(MATERIAL PROVIDED Opens)
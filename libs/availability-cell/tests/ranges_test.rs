// libs/availability-cell/tests/ranges_test.rs

use std::sync::Arc;

use assert_matches::assert_matches;
use chrono::{NaiveDate, NaiveDateTime, NaiveTime, Weekday};
use uuid::Uuid;

use availability_cell::models::{AvailabilityError, CreateAvailabilityRangeRequest};
use availability_cell::services::generator::SlotGeneratorService;
use availability_cell::services::ranges::AvailabilityRangeService;
use shared_config::AppConfig;
use shared_models::Professional;
use shared_store::{
    AppointmentStore, InMemoryAppointmentStore, InMemoryProfessionalStore, ProfessionalLocks,
    ProfessionalStore,
};
use shared_utils::FixedClock;

fn time(hour: u32, minute: u32) -> NaiveTime {
    NaiveTime::from_hms_opt(hour, minute, 0).unwrap()
}

fn now() -> NaiveDateTime {
    NaiveDate::from_ymd_opt(2024, 6, 3)
        .unwrap()
        .and_hms_opt(8, 0, 0)
        .unwrap()
}

fn request(start: NaiveTime, end: NaiveTime, interval: u32) -> CreateAvailabilityRangeRequest {
    CreateAvailabilityRangeRequest {
        day_of_week: Weekday::Mon,
        start_time: start,
        end_time: end,
        interval_minutes: interval,
    }
}

async fn setup() -> (AvailabilityRangeService, Uuid, Arc<InMemoryProfessionalStore>) {
    let professionals = Arc::new(InMemoryProfessionalStore::new());
    let professional = Professional::new(Uuid::new_v4(), "Cardiology", "LIC-300", now());
    let professional_id = professional.id;
    professionals
        .insert(professional)
        .await
        .expect("seed professional");

    let service = AvailabilityRangeService::new(
        Arc::clone(&professionals) as Arc<dyn ProfessionalStore>,
        Arc::new(FixedClock::new(now())),
    );
    (service, professional_id, professionals)
}

#[tokio::test]
async fn inverted_time_window_is_rejected() {
    let (service, professional_id, _) = setup().await;

    let err = service
        .add_range(professional_id, request(time(10, 0), time(9, 0), 30))
        .await
        .unwrap_err();
    assert_matches!(err, AvailabilityError::Validation(_));

    let err = service
        .add_range(professional_id, request(time(9, 0), time(9, 0), 30))
        .await
        .unwrap_err();
    assert_matches!(err, AvailabilityError::Validation(_));
}

#[tokio::test]
async fn interval_bounds_are_enforced() {
    let (service, professional_id, _) = setup().await;

    for bad in [0, 4, 121] {
        let err = service
            .add_range(professional_id, request(time(9, 0), time(12, 0), bad))
            .await
            .unwrap_err();
        assert_matches!(err, AvailabilityError::Validation(_));
    }

    for good in [5, 120] {
        service
            .add_range(professional_id, request(time(9, 0), time(12, 0), good))
            .await
            .expect("boundary interval accepted");
    }
}

#[tokio::test]
async fn unknown_professional_is_rejected() {
    let (service, _, _) = setup().await;

    let err = service
        .add_range(Uuid::new_v4(), request(time(9, 0), time(12, 0), 30))
        .await
        .unwrap_err();
    assert_matches!(err, AvailabilityError::ProfessionalNotFound);
}

#[tokio::test]
async fn identical_ranges_may_coexist() {
    let (service, professional_id, _) = setup().await;

    service
        .add_range(professional_id, request(time(9, 0), time(12, 0), 30))
        .await
        .expect("first range");
    service
        .add_range(professional_id, request(time(9, 0), time(12, 0), 30))
        .await
        .expect("duplicate range");

    let ranges = service.list_ranges(professional_id).await.expect("list");
    assert_eq!(ranges.len(), 2);
    assert_ne!(ranges[0].id, ranges[1].id);
}

#[tokio::test]
async fn ranges_are_removed_by_id() {
    let (service, professional_id, _) = setup().await;

    let keep = service
        .add_range(professional_id, request(time(9, 0), time(12, 0), 30))
        .await
        .expect("first range");
    let doomed = service
        .add_range(professional_id, request(time(14, 0), time(17, 0), 60))
        .await
        .expect("second range");

    service
        .remove_range(professional_id, doomed.id)
        .await
        .expect("remove by id");

    let ranges = service.list_ranges(professional_id).await.expect("list");
    assert_eq!(ranges.len(), 1);
    assert_eq!(ranges[0].id, keep.id);

    let err = service
        .remove_range(professional_id, doomed.id)
        .await
        .unwrap_err();
    assert_matches!(err, AvailabilityError::RangeNotFound);
}

#[tokio::test]
async fn listing_is_empty_for_a_professional_without_ranges() {
    let (service, professional_id, _) = setup().await;
    let ranges = service.list_ranges(professional_id).await.expect("list");
    assert!(ranges.is_empty());
}

#[tokio::test]
async fn removing_a_range_does_not_retract_generated_slots() {
    let (service, professional_id, professionals) = setup().await;
    let appointments = Arc::new(InMemoryAppointmentStore::new());
    let generator = SlotGeneratorService::new(
        &AppConfig::default(),
        Arc::clone(&professionals) as Arc<dyn ProfessionalStore>,
        appointments as Arc<dyn AppointmentStore>,
        Arc::new(ProfessionalLocks::new()),
        Arc::new(FixedClock::new(now())),
    );

    let range = service
        .add_range(professional_id, request(time(9, 0), time(10, 0), 30))
        .await
        .expect("range");
    let summary = generator
        .regenerate_slots(professional_id)
        .await
        .expect("regenerate");
    assert!(summary.added > 0);

    service
        .remove_range(professional_id, range.id)
        .await
        .expect("remove range");

    let professional = professionals
        .find_by_id(professional_id)
        .await
        .expect("store read")
        .expect("professional exists");
    assert!(professional.availability_ranges.is_empty());
    assert_eq!(professional.available_time_slots.len(), summary.total_slots);
}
(MATERIAL PROVIDED Closes)
BRIEF
Copy out every line from the records that has the word "InMemoryAppointmentStore".

SOLUTION
    AppointmentStore, InMemoryAppointmentStore, InMemoryProfessionalStore, ProfessionalLocks,
    let appointments = Arc::new(InMemoryAppointmentStore::new());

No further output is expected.